__About this task__
Starting with the first line below, reproduce each line exactly until you have included the one bearing "async fn import_ingredients(path: &str, pool: &DbPool)".

__The records__
[Start of section]
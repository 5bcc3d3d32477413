use crate::config::Config;
use crate::db::DbPool;
use crate::entities::{ingredient, tag};
use sea_orm::{ColumnTrait, Condition, EntityTrait, QueryFilter};
use serde::Deserialize;

#[derive(Debug, Deserialize)]
struct IngredientSeed {
    name: String,
    measurement_unit: String,
}

#[derive(Debug, Deserialize)]
struct TagSeed {
    name: String,
    slug: String,
}

/// Imports the catalog JSON files named in the config, if any. Rows already
/// present are skipped so the import can run on every startup.
pub async fn import_catalogs(config: &Config, pool: &DbPool) -> Result<(), anyhow::Error> {
    if let Some(path) = &config.seed.ingredients_file {
        import_ingredients(path, pool).await?;
    }
    if let Some(path) = &config.seed.tags_file {
        import_tags(path, pool).await?;
    }
    Ok(())
}

async fn import_ingredients(path: &str, pool: &DbPool) -> Result<(), anyhow::Error> {
    let data = std::fs::read_to_string(path)?;
    let seeds: Vec<IngredientSeed> = serde_json::from_str(&data)?;
    let total = seeds.len();

    let mut created = 0;
    for seed in seeds {
        let existing = ingredient::Entity::find()
            .filter(
                Condition::all()
                    .add(ingredient::Column::Name.eq(&seed.name))
                    .add(ingredient::Column::MeasurementUnit.eq(&seed.measurement_unit)),
            )
            .one(pool)
            .await?;
        if existing.is_some() {
            continue;
        }
        ingredient::Entity::insert(ingredient::ActiveModel {
            name: sea_orm::Set(seed.name),
            measurement_unit: sea_orm::Set(seed.measurement_unit),
            ..Default::default()
        })
        .exec(pool)
        .await?;
        created += 1;
    }

    log::info!(
        "Ingredient import from {}: {} created, {} already present",
        path,
        created,
        total - created
    );
    Ok(())
}

async fn import_tags(path: &str, pool: &DbPool) -> Result<(), anyhow::Error> {
    let data = std::fs::read_to_string(path)?;
    let seeds: Vec<TagSeed> = serde_json::from_str(&data)?;
    let total = seeds.len();

    let mut created = 0;
    for seed in seeds {
        let existing = tag::Entity::find()
            .filter(
                Condition::any()
                    .add(tag::Column::Name.eq(&seed.name))
                    .add(tag::Column::Slug.eq(&seed.slug)),
            )
            .one(pool)
            .await?;
        if existing.is_some() {
            continue;
        }
        tag::Entity::insert(tag::ActiveModel {
            name: sea_orm::Set(seed.name),
            slug: sea_orm::Set(seed.slug),
            ..Default::default()
        })
        .exec(pool)
        .await?;
        created += 1;
    }

    log::info!(
        "Tag import from {}: {} created, {} already present",
        path,
        created,
        total - created
    );
    Ok(())
}
#[utoipa::path(
    post,
    path = "/api/recipes/{recipe_id}/shopping_cart",
    params(
        ("recipe_id" = i64, Path, description = "Recipe ID")
    ),
    responses(
        (status = 201, description = "Recipe added to the cart", body = RecipeShortResponse),
        (status = 400, description = "Already in the cart or unknown recipe"),
        (status = 401, description = "Unauthorized")
    ),
    security(
        ("bearer_auth" = [])
    ),
    tag = "recipes"
)]
pub async fn add_to_shopping_cart(
    path: web::Path<i64>,
    viewer: AuthenticatedUser,
    pool: web::Data<DbPool>,
) -> ActixResult<HttpResponse> {
    add_to_list(
        pool.get_ref(),
        UserRecipeList::ShoppingCart,
        viewer.user_id,
        path.into_inner(),
    )
    .await
    .map_err(Into::into)
}

#[utoipa::path(
    delete,
    path = "/api/recipes/{recipe_id}/shopping_cart",
    params(
        ("recipe_id" = i64, Path, description = "Recipe ID")
    ),
    responses(
        (status = 204, description = "Recipe removed from the cart"),
        (status = 401, description = "Unauthorized"),
        (status = 404, description = "Recipe was not in the cart")
    ),
    security(
        ("bearer_auth" = [])
    ),
    tag = "recipes"
)]
pub async fn remove_from_shopping_cart(
    path: web::Path<i64>,
    viewer: AuthenticatedUser,
    pool: web::Data<DbPool>,
) -> ActixResult<HttpResponse> {
    remove_from_list(
        pool.get_ref(),
        UserRecipeList::ShoppingCart,
        viewer.user_id,
        path.into_inner(),
    )
    .await
    .map_err(Into::into)
}
use crate::error::ApiError;
use base64::engine::general_purpose::STANDARD;
use base64::Engine;
use std::fs;
use std::path::Path;
use uuid::Uuid;

/// Decodes a `data:image/<ext>;base64,<payload>` URL and writes the bytes
/// under `<media_root>/<subdir>/<uuid>.<ext>`. Returns the public URL path
/// (`/media/<subdir>/<file>`), which is what gets stored on the entity.
pub fn save_data_url_image(
    media_root: &str,
    subdir: &str,
    data_url: &str,
) -> Result<String, ApiError> {
    let (header, payload) = data_url
        .split_once(";base64,")
        .ok_or_else(|| ApiError::Validation("Image must be a base64 data URL".to_string()))?;
    let ext = header
        .strip_prefix("data:image/")
        .filter(|ext| !ext.is_empty() && ext.chars().all(|c| c.is_ascii_alphanumeric()))
        .ok_or_else(|| ApiError::Validation("Unsupported image data URL".to_string()))?;

    let bytes = STANDARD
        .decode(payload)
        .map_err(|_| ApiError::Validation("Invalid base64 image payload".to_string()))?;

    let dir = Path::new(media_root).join(subdir);
    fs::create_dir_all(&dir).map_err(|e| {
        log::error!("Failed to create media dir {:?}: {}", dir, e);
        ApiError::Validation("Could not store image".to_string())
    })?;

    let file_name = format!("{}.{}", Uuid::new_v4(), ext);
    let path = dir.join(&file_name);
    fs::write(&path, bytes).map_err(|e| {
        log::error!("Failed to write image {:?}: {}", path, e);
        ApiError::Validation("Could not store image".to_string())
    })?;

    Ok(format!("/media/{}/{}", subdir, file_name))
}

/// Best-effort removal of a previously stored file; missing files are fine.
pub fn delete_media_file(media_root: &str, url_path: &str) {
    if let Some(relative) = url_path.strip_prefix("/media/") {
        let path = Path::new(media_root).join(relative);
        if let Err(e) = fs::remove_file(&path) {
            log::warn!("Failed to remove media file {:?}: {}", path, e);
        }
    }
}

#[cfg(test)]
mod tests {
    use super::*;

    #[test]
    fn rejects_non_data_url() {
        let err = save_data_url_image("media", "recipe/image", "not-a-data-url").unwrap_err();
        assert!(err.to_string().contains("data URL"));
    }

    #[test]
    fn rejects_non_image_header() {
        let err =
            save_data_url_image("media", "recipe/image", "data:text/plain;base64,aGk=").unwrap_err();
        assert!(err.to_string().contains("Unsupported"));
    }

    #[test]
    fn stores_and_deletes_png() {
        let root = std::env::temp_dir().join(format!("foodgram-media-{}", Uuid::new_v4()));
        let root = root.to_str().unwrap().to_string();

        // 1x1 transparent PNG
        let data_url = "data:image/png;base64,iVBORw0KGgoAAAANSUhEUgAAAAEAAAABCAYAAAAfFcSJAAAADUlEQVR42mNkYPhfDwAChwGA60e6kgAAAABJRU5ErkJggg==";
        let url = save_data_url_image(&root, "recipe/image", data_url).unwrap();
        assert!(url.starts_with("/media/recipe/image/"));
        assert!(url.ends_with(".png"));

        let on_disk = Path::new(&root).join(url.strip_prefix("/media/").unwrap());
        assert!(on_disk.exists());

        delete_media_file(&root, &url);
        assert!(!on_disk.exists());

        fs::remove_dir_all(&root).ok();
    }
}
/// Helper function to create a test app over the given (mock) connection
fn create_test_app(
    db: DatabaseConnection,
) -> App<
    impl actix_web::dev::ServiceFactory<
        actix_web::dev::ServiceRequest,
        Config = (),
        Response = actix_web::dev::ServiceResponse,
        Error = actix_web::Error,
        InitError = (),
    >,
> {
    App::new()
        .app_data(web::Data::new(test_config()))
        .app_data(web::Data::new(db))
        .service(
            web::scope("/api")
                .service(
                    web::scope("/auth")
                        .route("/signup", web::post().to(api::auth::signup))
                        .route("/login", web::post().to(api::auth::login)),
                )
                .service(
                    web::scope("/users")
                        .route("", web::get().to(api::users::list_users))
                        .route(
                            "/subscriptions",
                            web::get().to(api::users::list_subscriptions),
                        )
                        .route("/me", web::get().to(api::users::me))
                        .route("/me/avatar", web::put().to(api::users::set_avatar))
                        .route("/me/avatar", web::delete().to(api::users::delete_avatar))
                        .route("/{user_id}", web::get().to(api::users::get_user))
                        .route("/{user_id}/subscribe", web::post().to(api::users::subscribe))
                        .route(
                            "/{user_id}/subscribe",
                            web::delete().to(api::users::unsubscribe),
                        ),
                )
                .service(
                    web::scope("/tags")
                        .route("", web::get().to(api::tags::list_tags))
                        .route("/{tag_id}", web::get().to(api::tags::get_tag)),
                )
                .service(
                    web::scope("/ingredients")
                        .route("", web::get().to(api::ingredients::list_ingredients))
                        .route(
                            "/{ingredient_id}",
                            web::get().to(api::ingredients::get_ingredient),
                        ),
                )
                .service(
                    web::scope("/recipes")
                        .route("", web::get().to(api::recipes::list_recipes))
                        .route("", web::post().to(api::recipes::create_recipe))
                        .route(
                            "/download_shopping_cart",
                            web::get().to(api::recipes::download_shopping_cart),
                        )
                        .route("/{recipe_id}", web::get().to(api::recipes::get_recipe))
                        .route("/{recipe_id}", web::patch().to(api::recipes::update_recipe))
                        .route(
                            "/{recipe_id}",
                            web::delete().to(api::recipes::delete_recipe),
                        )
                        .route(
                            "/{recipe_id}/get-link",
                            web::get().to(api::recipes::get_short_link),
                        )
                        .route(
                            "/{recipe_id}/favorite",
                            web::post().to(api::recipes::favorite),
                        )
                        .route(
                            "/{recipe_id}/favorite",
                            web::delete().to(api::recipes::unfavorite),
                        )
                        .route(
                            "/{recipe_id}/shopping_cart",
                            web::post().to(api::recipes::add_to_shopping_cart),
                        )
                        .route(
                            "/{recipe_id}/shopping_cart",
                            web::delete().to(api::recipes::remove_from_shopping_cart),
                        ),
                ),
        )
        .route("/s/{code}", web::get().to(api::links::redirect_short_link))
}
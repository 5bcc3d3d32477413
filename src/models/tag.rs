use crate::entities::tag;
use serde::{Deserialize, Serialize};
use utoipa::ToSchema;

#[derive(Debug, Serialize, Deserialize, ToSchema)]
pub struct TagResponse {
    pub id: i64,
    pub name: String,
    pub slug: String,
}

impl From<tag::Model> for TagResponse {
    fn from(tag: tag::Model) -> Self {
        TagResponse {
            id: tag.id,
            name: tag.name,
            slug: tag.slug,
        }
    }
}
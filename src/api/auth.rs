use crate::auth::{create_token, hash_password, verify_password, Claims};
use crate::config::Config;
use crate::db::DbPool;
use crate::entities::user;
use crate::error::ApiError;
use crate::models::{AuthResponse, LoginRequest, SignupRequest, UserResponse};
use actix_web::{web, HttpResponse, Result as ActixResult};
use sea_orm::{ColumnTrait, Condition, EntityTrait, QueryFilter};
use serde_json::json;

#[utoipa::path(
    post,
    path = "/api/auth/signup",
    request_body = SignupRequest,
    responses(
        (status = 201, description = "User created successfully", body = AuthResponse),
        (status = 400, description = "Bad request"),
        (status = 409, description = "User already exists")
    ),
    tag = "auth"
)]
pub async fn signup(
    req: web::Json<SignupRequest>,
    pool: web::Data<DbPool>,
    config: web::Data<Config>,
) -> ActixResult<HttpResponse> {
    let existing_user = user::Entity::find()
        .filter(
            Condition::any()
                .add(user::Column::Email.eq(&req.email))
                .add(user::Column::Username.eq(&req.username)),
        )
        .one(pool.get_ref())
        .await
        .map_err(ApiError::from)?;

    if existing_user.is_some() {
        return Ok(HttpResponse::Conflict().json(json!({
            "error": "User with this email or username already exists"
        })));
    }

    let password_hash =
        hash_password(&req.password).map_err(actix_web::error::ErrorInternalServerError)?;

    let new_user = user::ActiveModel {
        email: sea_orm::Set(req.email.clone()),
        username: sea_orm::Set(req.username.clone()),
        first_name: sea_orm::Set(req.first_name.clone()),
        last_name: sea_orm::Set(req.last_name.clone()),
        password_hash: sea_orm::Set(password_hash),
        ..Default::default()
    };

    let user = user::Entity::insert(new_user)
        .exec_with_returning(pool.get_ref())
        .await
        .map_err(ApiError::from)?;

    let claims = Claims::new(user.id, user.email.clone(), config.jwt.expiration_hours);
    let token = create_token(&claims, &config.jwt.secret)
        .map_err(actix_web::error::ErrorInternalServerError)?;

    Ok(HttpResponse::Created().json(AuthResponse {
        token,
        user: UserResponse::from_model(&user, false),
    }))
}

#[utoipa::path(
    post,
    path = "/api/auth/login",
    request_body = LoginRequest,
    responses(
        (status = 200, description = "Login successful", body = AuthResponse),
        (status = 401, description = "Invalid credentials"),
        (status = 404, description = "User not found")
    ),
    tag = "auth"
)]
pub async fn login(
    req: web::Json<LoginRequest>,
    pool: web::Data<DbPool>,
    config: web::Data<Config>,
) -> ActixResult<HttpResponse> {
    let user = user::Entity::find()
        .filter(user::Column::Email.eq(&req.email))
        .one(pool.get_ref())
        .await
        .map_err(ApiError::from)?;

    let user = match user {
        Some(u) => u,
        None => {
            return Ok(HttpResponse::NotFound().json(json!({
                "error": "User not found"
            })));
        }
    };

    let is_valid = verify_password(&req.password, &user.password_hash)
        .map_err(actix_web::error::ErrorInternalServerError)?;

    if !is_valid {
        return Ok(HttpResponse::Unauthorized().json(json!({
            "error": "Invalid credentials"
        })));
    }

    let claims = Claims::new(user.id, user.email.clone(), config.jwt.expiration_hours);
    let token = create_token(&claims, &config.jwt.secret)
        .map_err(actix_web::error::ErrorInternalServerError)?;

    Ok(HttpResponse::Ok().json(AuthResponse {
        token,
        user: UserResponse::from_model(&user, false),
    }))
}
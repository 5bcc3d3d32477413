use sea_orm::entity::prelude::*;
use serde::{Deserialize, Serialize};

#[derive(Clone, Debug, PartialEq, DeriveEntityModel, Eq, Serialize, Deserialize)]
#[sea_orm(table_name = "tags")]
pub struct Model {
    #[sea_orm(primary_key)]
    pub id: i64,
    #[sea_orm(unique)]
    pub name: String,
    #[sea_orm(unique)]
    pub slug: String,
}

#[derive(Copy, Clone, Debug, EnumIter, DeriveRelation)]
pub enum Relation {
    #[sea_orm(has_many = "super::recipe_tag::Entity")]
    RecipeTags,
}

impl Related<super::recipe_tag::Entity> for Entity {
    fn to() -> RelationDef {
        Relation::RecipeTags.def()
    }
}

impl ActiveModelBehavior for ActiveModel {}
use crate::entities::recipe;
use serde::{Deserialize, Serialize};
use utoipa::ToSchema;

#[derive(Debug, Clone, Copy, Deserialize, Serialize, ToSchema)]
pub struct RecipeIngredientInput {
    /// Catalog ingredient id.
    pub id: i64,
    pub amount: i32,
}

#[derive(Debug, Deserialize, ToSchema)]
pub struct CreateRecipeRequest {
    pub name: String,
    pub text: String,
    pub cooking_time: i32,
    /// Base64 data URL; stored under the media root.
    pub image: Option<String>,
    #[serde(default)]
    pub ingredients: Vec<RecipeIngredientInput>,
    #[serde(default)]
    pub tags: Vec<i64>,
}

/// PATCH body; absent scalar fields keep their stored values, while a present
/// `ingredients` or `tags` list replaces the stored set wholesale.
#[derive(Debug, Deserialize, ToSchema)]
pub struct UpdateRecipeRequest {
    pub name: Option<String>,
    pub text: Option<String>,
    pub cooking_time: Option<i32>,
    pub image: Option<String>,
    pub ingredients: Option<Vec<RecipeIngredientInput>>,
    pub tags: Option<Vec<i64>>,
}

#[derive(Debug, Serialize, Deserialize, ToSchema)]
pub struct RecipeIngredientResponse {
    pub id: i64,
    pub name: String,
    pub measurement_unit: String,
    pub amount: i32,
}

#[derive(Debug, Serialize, Deserialize, ToSchema)]
pub struct RecipeResponse {
    pub id: i64,
    pub tags: Vec<super::tag::TagResponse>,
    pub author: super::user::UserResponse,
    pub ingredients: Vec<RecipeIngredientResponse>,
    pub is_favorited: bool,
    pub is_in_shopping_cart: bool,
    pub name: String,
    pub image: String,
    pub text: String,
    pub cooking_time: i32,
}

/// Compact view used by favorite/cart responses and subscription listings.
#[derive(Debug, Serialize, Deserialize, ToSchema)]
pub struct RecipeShortResponse {
    pub id: i64,
    pub name: String,
    pub image: String,
    pub cooking_time: i32,
}

impl From<&recipe::Model> for RecipeShortResponse {
    fn from(recipe: &recipe::Model) -> Self {
        RecipeShortResponse {
            id: recipe.id,
            name: recipe.name.clone(),
            image: recipe.image.clone(),
            cooking_time: recipe.cooking_time,
        }
    }
}

#[derive(Debug, Serialize, Deserialize, ToSchema)]
pub struct ShortLinkResponse {
    #[serde(rename = "short-link")]
    pub short_link: String,
}
use crate::entities::{favorite, shopping_cart_item, subscription};
use sea_orm::{ColumnTrait, Condition, ConnectionTrait, DbErr, EntityTrait, QueryFilter};

/// Does `follower_id` follow `author_id`?
pub async fn is_following(
    db: &impl ConnectionTrait,
    follower_id: i64,
    author_id: i64,
) -> Result<bool, DbErr> {
    let edge = subscription::Entity::find()
        .filter(
            Condition::all()
                .add(subscription::Column::UserId.eq(follower_id))
                .add(subscription::Column::AuthorId.eq(author_id)),
        )
        .one(db)
        .await?;
    Ok(edge.is_some())
}

pub async fn is_favorited(
    db: &impl ConnectionTrait,
    user_id: i64,
    recipe_id: i64,
) -> Result<bool, DbErr> {
    let row = favorite::Entity::find()
        .filter(
            Condition::all()
                .add(favorite::Column::UserId.eq(user_id))
                .add(favorite::Column::RecipeId.eq(recipe_id)),
        )
        .one(db)
        .await?;
    Ok(row.is_some())
}

pub async fn is_in_shopping_cart(
    db: &impl ConnectionTrait,
    user_id: i64,
    recipe_id: i64,
) -> Result<bool, DbErr> {
    let row = shopping_cart_item::Entity::find()
        .filter(
            Condition::all()
                .add(shopping_cart_item::Column::UserId.eq(user_id))
                .add(shopping_cart_item::Column::RecipeId.eq(recipe_id)),
        )
        .one(db)
        .await?;
    Ok(row.is_some())
}
use serde::Deserialize;
use std::env;

#[derive(Debug, Clone, Deserialize)]
pub struct Config {
    pub server: ServerConfig,
    pub jwt: JwtConfig,
    pub mysql: MysqlConfig,
    pub media: MediaConfig,
    pub seed: SeedConfig,
}

#[derive(Debug, Clone, Deserialize)]
pub struct ServerConfig {
    pub host: String,
    pub port: u16,
    /// Public base URL used when building short links.
    pub base_url: String,
}

#[derive(Debug, Clone, Deserialize)]
pub struct JwtConfig {
    pub secret: String,
    pub expiration_hours: i64,
}

#[derive(Debug, Clone, Deserialize)]
pub struct MysqlConfig {
    pub host: String,
    pub port: u16,
    pub user: String,
    pub password: String,
    pub database: String,
}

#[derive(Debug, Clone, Deserialize)]
pub struct MediaConfig {
    pub root: String,
}

#[derive(Debug, Clone, Deserialize)]
pub struct SeedConfig {
    pub ingredients_file: Option<String>,
    pub tags_file: Option<String>,
}

impl Config {
    pub fn from_env() -> Result<Self, anyhow::Error> {
        dotenv::dotenv().ok();

        Ok(Config {
            server: ServerConfig {
                host: env::var("SERVER_HOST").unwrap_or_else(|_| "0.0.0.0".to_string()),
                port: env::var("SERVER_PORT")
                    .unwrap_or_else(|_| "8080".to_string())
                    .parse()
                    .unwrap_or(8080),
                base_url: env::var("SERVER_BASE_URL")
                    .unwrap_or_else(|_| "http://localhost:8080".to_string()),
            },
            jwt: JwtConfig {
                secret: env::var("JWT_SECRET")
                    .unwrap_or_else(|_| "your-secret-key-change-this".to_string()),
                expiration_hours: env::var("JWT_EXPIRATION_HOURS")
                    .unwrap_or_else(|_| "24".to_string())
                    .parse()
                    .unwrap_or(24),
            },
            mysql: MysqlConfig {
                host: env::var("MYSQL_HOST").unwrap_or_else(|_| "localhost".to_string()),
                port: env::var("MYSQL_PORT")
                    .unwrap_or_else(|_| "3306".to_string())
                    .parse()
                    .unwrap_or(3306),
                user: env::var("MYSQL_USER").unwrap_or_else(|_| "root".to_string()),
                password: env::var("MYSQL_PASSWORD").unwrap_or_else(|_| "password".to_string()),
                database: env::var("MYSQL_DATABASE").unwrap_or_else(|_| "foodgram".to_string()),
            },
            media: MediaConfig {
                root: env::var("MEDIA_ROOT").unwrap_or_else(|_| "media".to_string()),
            },
            seed: SeedConfig {
                ingredients_file: env::var("INGREDIENTS_FILE").ok(),
                tags_file: env::var("TAGS_FILE").ok(),
            },
        })
    }

    pub fn mysql_url(&self) -> String {
        format!(
            "mysql://{}:{}@{}:{}/{}",
            self.mysql.user,
            self.mysql.password,
            self.mysql.host,
            self.mysql.port,
            self.mysql.database
        )
    }
}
[End of section]
__Response to this exercise__
repository 5bcc3d3d32477413
use crate::config::Config;
use crate::db::DbPool;
use crate::entities::{ingredient, tag};
use sea_orm::{ColumnTrait, Condition, EntityTrait, QueryFilter};
use serde::Deserialize;

#[derive(Debug, Deserialize)]
struct IngredientSeed {
    name: String,
    measurement_unit: String,
}

#[derive(Debug, Deserialize)]
struct TagSeed {
    name: String,
    slug: String,
}

/// Imports the catalog JSON files named in the config, if any. Rows already
/// present are skipped so the import can run on every startup.
pub async fn import_catalogs(config: &Config, pool: &DbPool) -> Result<(), anyhow::Error> {
    if let Some(path) = &config.seed.ingredients_file {
        import_ingredients(path, pool).await?;
    }
    if let Some(path) = &config.seed.tags_file {
        import_tags(path, pool).await?;
    }
    Ok(())
}

async fn import_ingredients(path: &str, pool: &DbPool) -> Result<(), anyhow::Error> {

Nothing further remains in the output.